En France, les migrants dans le viseur

En miroir des prises de position de Donald Trump, les discours nationalistes et/ou anti-étrangers résonnent aussi en France à l’approche la présidentielle en mai 2017. Le programme de Marine Le Pen, que les sondages annoncent au second tour, rejoint d'ailleurs parfois celui de Donald Trump, qu'elle a vivement félicité lors de son élection.

La présidente du Front national souhaite ainsi limiter le nombre d’entrées légales sur le territoire français à 10 000 par an, contre environ 200 000 depuis une dizaine d’années. Cette mesure se fera notamment en réduisant fortement le regroupement familial mais aussi l’accès au droit d’asile et l’immigration de travail. En ce qui concerne l’immigration illégale, la présidente du FN réclame l’expulsion automatique des étrangers en situation irrégulière sur le territoire français.

Félicitations au nouveau président des Etats-Unis Donald Trump et au peuple américain, libre ! MLP

— Marine Le Pen (@MLP_officiel) 9 novembre 2016

Des divisions à droite comme à gauche

Chez Les Républicains, Nicolas Sarkozy, lui, a durci ses positions. L'ancien président et candidat à la primaire de la droite prévoit également de stopper l’immigration économique et de suspendre le regroupement familial.

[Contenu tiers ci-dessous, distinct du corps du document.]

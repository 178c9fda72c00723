// src/engine/variables.rs

//! Lazy, cached resolution of plan variables.
//!
//! A variable is resolved the first time an action that references it is
//! dispatched and then reused for the rest of the run. Lookup order:
//! cached value, declared initial value, environment variable, then the
//! [`VariableSource`] (usually the operator at the console).

use std::collections::BTreeMap;
use std::fmt;
use std::future::Future;
use std::pin::Pin;
use std::str::FromStr;

use tracing::{debug, info};

use crate::errors::{PlanrunError, Result};
use crate::plan::{Action, Plan};
use crate::state::PersistedVariable;
use crate::types::ActionId;

/// Variable values handed to an executor, keyed by name.
pub type ResolvedVariables = BTreeMap<String, String>;

/// Where a variable's value came from.
#[derive(Debug, Clone, PartialEq, Eq)]
pub enum Provenance {
    /// `value = ...` in the plan.
    Declared,
    /// `--var name=value` on the command line.
    Cli,
    /// The named environment variable.
    Environment(String),
    /// A [`VariableSource`], by name.
    Source(String),
    /// Assigned by a set-variable action.
    Action(ActionId),
}

impl fmt::Display for Provenance {
    fn fmt(&self, f: &mut fmt::Formatter<'_>) -> fmt::Result {
        match self {
            Provenance::Declared => f.write_str("declared"),
            Provenance::Cli => f.write_str("cli"),
            Provenance::Environment(name) => write!(f, "env:{name}"),
            Provenance::Source(name) => write!(f, "source:{name}"),
            Provenance::Action(id) => write!(f, "action:{id}"),
        }
    }
}

impl FromStr for Provenance {
    type Err = String;

    fn from_str(s: &str) -> std::result::Result<Self, Self::Err> {
        match s {
            "declared" => return Ok(Provenance::Declared),
            "cli" => return Ok(Provenance::Cli),
            _ => {}
        }
        match s.split_once(':') {
            Some(("env", name)) => Ok(Provenance::Environment(name.to_string())),
            Some(("source", name)) => Ok(Provenance::Source(name.to_string())),
            Some(("action", id)) => Ok(Provenance::Action(id.to_string())),
            _ => Err(format!("unknown variable provenance: {s}")),
        }
    }
}

#[derive(Debug, Clone, PartialEq, Eq)]
pub struct Variable {
    pub name: String,
    pub value: String,
    pub provenance: Provenance,
}

/// Supplies values for variables nobody else could resolve.
pub trait VariableSource: Send {
    /// Short name recorded in the variable's provenance.
    fn name(&self) -> &str;

    fn resolve<'a>(
        &'a mut self,
        variable: &'a str,
        prompt: &'a str,
    ) -> Pin<Box<dyn Future<Output = Result<String>> + Send + 'a>>;
}

/// A source with a fixed set of answers; anything else is an error.
///
/// Used for non-interactive runs (`--no-input`) and in tests.
#[derive(Debug, Clone, Default)]
pub struct StaticSource {
    values: BTreeMap<String, String>,
    asked: Vec<String>,
}

impl StaticSource {
    pub fn new() -> Self {
        Self::default()
    }

    pub fn with(mut self, name: &str, value: &str) -> Self {
        self.values.insert(name.to_string(), value.to_string());
        self
    }

    /// Every variable this source was asked for, in order.
    pub fn asked(&self) -> &[String] {
        &self.asked
    }
}

impl VariableSource for StaticSource {
    fn name(&self) -> &str {
        "static"
    }

    fn resolve<'a>(
        &'a mut self,
        variable: &'a str,
        _prompt: &'a str,
    ) -> Pin<Box<dyn Future<Output = Result<String>> + Send + 'a>> {
        self.asked.push(variable.to_string());
        let value = self.values.get(variable).cloned();
        Box::pin(async move {
            value.ok_or_else(|| PlanrunError::VariableResolution {
                variable: variable.to_string(),
                reason: "no value available and input is disabled".to_string(),
            })
        })
    }
}

/// Per-run variable cache in front of a [`VariableSource`].
#[derive(Debug)]
pub struct VariableResolver<S> {
    source: S,
    cache: BTreeMap<String, Variable>,
    /// Variables the source could not provide, with the reason. Not asked again.
    failed: BTreeMap<String, String>,
    /// Names resolved or assigned since the last `take_new`.
    dirty: Vec<String>,
}

impl<S: VariableSource> VariableResolver<S> {
    pub fn new(source: S) -> Self {
        Self {
            source,
            cache: BTreeMap::new(),
            failed: BTreeMap::new(),
            dirty: Vec::new(),
        }
    }

    pub fn source(&self) -> &S {
        &self.source
    }

    /// Fix a value before the run starts (`--var name=value`).
    pub fn preset(&mut self, name: &str, value: &str) {
        self.store(name, value.to_string(), Provenance::Cli);
    }

    /// Seed the cache with values persisted by a previous run.
    pub fn restore(&mut self, persisted: &BTreeMap<String, PersistedVariable>) {
        for (name, var) in persisted {
            if self.cache.contains_key(name) {
                continue;
            }
            let provenance = var.provenance.parse().unwrap_or(Provenance::Declared);
            debug!(variable = %name, %provenance, "restored persisted variable");
            self.cache.insert(
                name.clone(),
                Variable {
                    name: name.clone(),
                    value: var.value.clone(),
                    provenance,
                },
            );
        }
    }

    /// Resolve every variable `action` references.
    pub async fn resolve_for(&mut self, plan: &Plan, action: &Action) -> Result<ResolvedVariables> {
        let mut out = ResolvedVariables::new();
        for name in &action.variable_refs {
            let value = self.resolve(plan, name).await?;
            out.insert(name.clone(), value);
        }
        Ok(out)
    }

    async fn resolve(&mut self, plan: &Plan, name: &str) -> Result<String> {
        if let Some(var) = self.cache.get(name) {
            return Ok(var.value.clone());
        }
        if let Some(reason) = self.failed.get(name) {
            return Err(PlanrunError::VariableResolution {
                variable: name.to_string(),
                reason: reason.clone(),
            });
        }

        let decl = plan
            .variable(name)
            .ok_or_else(|| PlanrunError::VariableResolution {
                variable: name.to_string(),
                reason: "variable is not declared".to_string(),
            })?;

        if let Some(initial) = &decl.initial {
            self.store(name, initial.clone(), Provenance::Declared);
            return Ok(initial.clone());
        }

        if let Some(env) = &decl.env {
            if let Ok(value) = std::env::var(env) {
                debug!(variable = %name, env = %env, "resolved from environment");
                self.store(name, value.clone(), Provenance::Environment(env.clone()));
                return Ok(value);
            }
        }

        let prompt = decl
            .prompt
            .clone()
            .unwrap_or_else(|| format!("Provide a value for {name}"));
        let value = match self.source.resolve(name, &prompt).await {
            Ok(value) => value,
            Err(err) => {
                let reason = match &err {
                    PlanrunError::VariableResolution { reason, .. } => reason.clone(),
                    other => other.to_string(),
                };
                self.failed.insert(name.to_string(), reason);
                return Err(err);
            }
        };
        let provenance = Provenance::Source(self.source.name().to_string());
        info!(variable = %name, %provenance, "variable resolved");
        self.store(name, value.clone(), provenance);
        Ok(value)
    }

    /// Record a value produced by a set-variable action. Replaces any
    /// cached value.
    pub fn assign(&mut self, name: &str, value: String, action: &str) {
        info!(variable = %name, action = %action, "variable assigned");
        self.store(name, value, Provenance::Action(action.to_string()));
    }

    pub fn get(&self, name: &str) -> Option<&Variable> {
        self.cache.get(name)
    }

    /// All cached values.
    pub fn values(&self) -> ResolvedVariables {
        self.cache
            .iter()
            .map(|(k, v)| (k.clone(), v.value.clone()))
            .collect()
    }

    /// Variables resolved or assigned since the previous call.
    pub fn take_new(&mut self) -> Vec<Variable> {
        let names = std::mem::take(&mut self.dirty);
        names
            .into_iter()
            .filter_map(|n| self.cache.get(&n).cloned())
            .collect()
    }

    fn store(&mut self, name: &str, value: String, provenance: Provenance) {
        self.cache.insert(
            name.to_string(),
            Variable {
                name: name.to_string(),
                value,
                provenance,
            },
        );
        if !self.dirty.iter().any(|n| n == name) {
            self.dirty.push(name.to_string());
        }
    }
}
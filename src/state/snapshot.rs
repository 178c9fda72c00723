// src/state/snapshot.rs

//! Persisted, resumable record of a run.
//!
//! Snapshots are JSON documents:
//!
//! ```json
//! {
//!   "schema_version": 1,
//!   "plan": "/srv/plans/rotate.toml",
//!   "plan_digest": "5f0c…",
//!   "actions": {
//!     "A": { "status": "succeeded", "started_at": "…", "ended_at": "…", "attempts": 1 },
//!     "B": { "status": "failed", "summary": "exit code 1", "attempts": 1 }
//!   }
//! }
//! ```
//!
//! Keys are written in a fixed order so that a snapshot that did not change
//! serializes to the same bytes.

use std::collections::BTreeMap;
use std::fs;
use std::path::{Path, PathBuf};

use chrono::{DateTime, Utc};
use serde::{Deserialize, Serialize};

use crate::errors::{PlanrunError, Result};
use crate::state::model::ActionRecord;
use crate::types::{ActionId, Status};

/// Current snapshot format version.
pub const SCHEMA_VERSION: u32 = 1;

/// A variable value kept across resumptions (only with `persist_variables`).
#[derive(Debug, Clone, PartialEq, Eq, Serialize, Deserialize)]
pub struct PersistedVariable {
    pub value: String,
    pub provenance: String,
}

/// One manual or recovery edit of the state, kept for later inspection.
#[derive(Debug, Clone, PartialEq, Eq, Serialize, Deserialize)]
pub struct AuditEntry {
    pub at: DateTime<Utc>,
    pub action: ActionId,
    pub from: Status,
    pub to: Status,
    #[serde(default, skip_serializing_if = "Option::is_none")]
    pub note: Option<String>,
}

#[derive(Debug, Clone, PartialEq, Eq, Serialize, Deserialize)]
pub struct Snapshot {
    pub schema_version: u32,

    #[serde(default, skip_serializing_if = "Option::is_none")]
    pub plan: Option<PathBuf>,

    #[serde(default, skip_serializing_if = "Option::is_none")]
    pub plan_digest: Option<String>,

    #[serde(default)]
    pub actions: BTreeMap<ActionId, ActionRecord>,

    #[serde(default, skip_serializing_if = "BTreeMap::is_empty")]
    pub variables: BTreeMap<String, PersistedVariable>,

    #[serde(default, skip_serializing_if = "Vec::is_empty")]
    pub audit: Vec<AuditEntry>,
}

impl Snapshot {
    pub fn empty() -> Self {
        Self {
            schema_version: SCHEMA_VERSION,
            plan: None,
            plan_digest: None,
            actions: BTreeMap::new(),
            variables: BTreeMap::new(),
            audit: Vec::new(),
        }
    }

    /// Pretty JSON with a trailing newline.
    pub fn to_json(&self) -> Result<String> {
        let mut out = serde_json::to_string_pretty(self)?;
        out.push('\n');
        Ok(out)
    }

    /// Parse a snapshot; any malformed input is a `StateCorruption` error.
    pub fn from_json(text: &str) -> Result<Self> {
        let snapshot: Snapshot = serde_json::from_str(text)
            .map_err(|e| PlanrunError::StateCorruption(format!("unreadable snapshot: {e}")))?;

        if snapshot.schema_version == 0 || snapshot.schema_version > SCHEMA_VERSION {
            return Err(PlanrunError::StateCorruption(format!(
                "unsupported snapshot schema version {} (this build understands 1..={})",
                snapshot.schema_version, SCHEMA_VERSION
            )));
        }

        Ok(snapshot)
    }

    pub fn read_from(path: impl AsRef<Path>) -> Result<Self> {
        let path = path.as_ref();
        let text = fs::read_to_string(path)?;
        Self::from_json(&text).map_err(|e| match e {
            PlanrunError::StateCorruption(msg) => {
                PlanrunError::StateCorruption(format!("{}: {msg}", path.display()))
            }
            other => other,
        })
    }
}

Une ligne très droitière qui lui permet de se démarquer de ses deux principaux concurrents Alain Juppé et François Fillon.

Tous deux souhaitent remplacer les accords de Schengen par un nouveau traité, afin de renforcer les contrôles aux frontières extérieures et intérieures de l’Union européenne. Ils proposent également de faire voter chaque année des plafonds d’immigration par les parlementaires.

Du côté de la gauche française naissent également des divisions. Le Premier ministre, Manuel Valls, entend porter un discours de gauche sur les questions d'identité. Il a ainsi jugé, le 12 novembre à l'Assemblée nationale, que l'élection de Donald Trump marquait "le besoin de frontières" et "de réguler l'immigration", mais aussi de mieux protéger les classes moyennes dans la mondialisation, sans toutefois préciser d'intentions claires. Plus incisive, l’ancienne Garde des Sceaux Christiane Taubira appelle le parti au pouvoir à "revenir à la question sociale", estimant que la gauche aurait tort de "glisser dans la problématique identitaire" sur fond de poussée des "démagogues".

Et ces clivages autour de la question migratoire dans la classe politique française, s’ils ne concernent pas directement les migrants, risquent d'avoir de lourdes conséquences sur leurs choix et leur avenir.